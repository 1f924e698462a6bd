pub mod ema;
pub mod sma;

pub use ema::Ema;
pub use sma::Sma;

use crate::data::Bar;
use serde::{Deserialize, Serialize};

//incremental indicator fed one bar at a time
//the value after bar t depends only on bars up to and including t
pub trait Indicator: Send {
    //feeds the next bar and returns the value, or none while warming up
    fn update(&mut self, bar: &Bar) -> Option<f64>;

    //last computed value, none until the window is full
    fn value(&self) -> Option<f64>;

    //number of bars needed before a value is produced
    fn window(&self) -> usize;

    //clears all state
    fn reset(&mut self);

    fn is_ready(&self) -> bool {
        self.value().is_some()
    }

    //returns the indicator name
    fn name(&self) -> String;
}

//moving average family used for both crossover lines
#[derive(Debug, Clone, Copy, PartialEq, Eq, Default, Serialize, Deserialize)]
pub enum MovingAverageKind {
    #[default]
    Sma,
    Ema,
}

impl MovingAverageKind {
    //parse kind from string
    pub fn parse(s: &str) -> Option<Self> {
        match s.to_lowercase().as_str() {
            "sma" | "simple" => Some(MovingAverageKind::Sma),
            "ema" | "exponential" => Some(MovingAverageKind::Ema),
            _ => None,
        }
    }

    //builds a fresh indicator of this kind
    pub fn build(self, window: usize) -> Box<dyn Indicator> {
        match self {
            MovingAverageKind::Sma => Box::new(Sma::new(window)),
            MovingAverageKind::Ema => Box::new(Ema::new(window)),
        }
    }
}

#[cfg(test)]
pub(crate) fn bars_from_closes(closes: &[f64]) -> Vec<Bar> {
    use chrono::{Duration, TimeZone, Utc};

    let start = Utc.with_ymd_and_hms(2024, 1, 1, 0, 0, 0).unwrap();
    closes
        .iter()
        .enumerate()
        .map(|(i, &c)| Bar::new_unchecked(start + Duration::days(i as i64), c, c, c, c, 0.0))
        .collect()
}
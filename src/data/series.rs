use crate::data::bar::{Bar, BarError};
use std::ops::Deref;
use thiserror::Error;

#[derive(Error, Debug, Clone, PartialEq)]
pub enum DataError {
    #[error("Bar series is empty")]
    EmptySeries,
    #[error("Timestamp at index {index} is not after the previous bar")]
    NonMonotonicTimestamp { index: usize },
    #[error("Invalid bar at index {index}: {source}")]
    InvalidBar {
        index: usize,
        #[source]
        source: BarError,
    },
}

//a non-empty, strictly time-ordered, validated sequence of bars
//immutable once built so independent runs can share it
#[derive(Debug, Clone, PartialEq)]
pub struct BarSeries {
    bars: Vec<Bar>,
}

impl BarSeries {
    //validates the bars and fails on the first violation, no repair is attempted
    pub fn new(bars: Vec<Bar>) -> Result<Self, DataError> {
        if bars.is_empty() {
            return Err(DataError::EmptySeries);
        }

        for (index, bar) in bars.iter().enumerate() {
            bar.validate()
                .map_err(|source| DataError::InvalidBar { index, source })?;

            if index > 0 && bar.timestamp <= bars[index - 1].timestamp {
                return Err(DataError::NonMonotonicTimestamp { index });
            }
        }

        Ok(BarSeries { bars })
    }

    pub fn bars(&self) -> &[Bar] {
        &self.bars
    }

    pub fn first(&self) -> &Bar {
        &self.bars[0]
    }

    pub fn last(&self) -> &Bar {
        &self.bars[self.bars.len() - 1]
    }

    pub fn into_inner(self) -> Vec<Bar> {
        self.bars
    }
}

impl Deref for BarSeries {
    type Target = [Bar];

    fn deref(&self) -> &[Bar] {
        &self.bars
    }
}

:::

WHAT THE EXERCISE ASKS —
When you reach the line that contains "fn reset(&mut self);", stop; that line and every line before it, from the very first line of the data, should be restated word for word.

RESPONSE FOR THIS EXERCISE —
repository 1f924e698462a6bd
pub mod ema;
pub mod sma;

pub use ema::Ema;
pub use sma::Sma;

use crate::data::Bar;
use serde::{Deserialize, Serialize};

//incremental indicator fed one bar at a time
//the value after bar t depends only on bars up to and including t
pub trait Indicator: Send {
    //feeds the next bar and returns the value, or none while warming up
    fn update(&mut self, bar: &Bar) -> Option<f64>;

    //last computed value, none until the window is full
    fn value(&self) -> Option<f64>;

    //number of bars needed before a value is produced
    fn window(&self) -> usize;

    //clears all state
    fn reset(&mut self);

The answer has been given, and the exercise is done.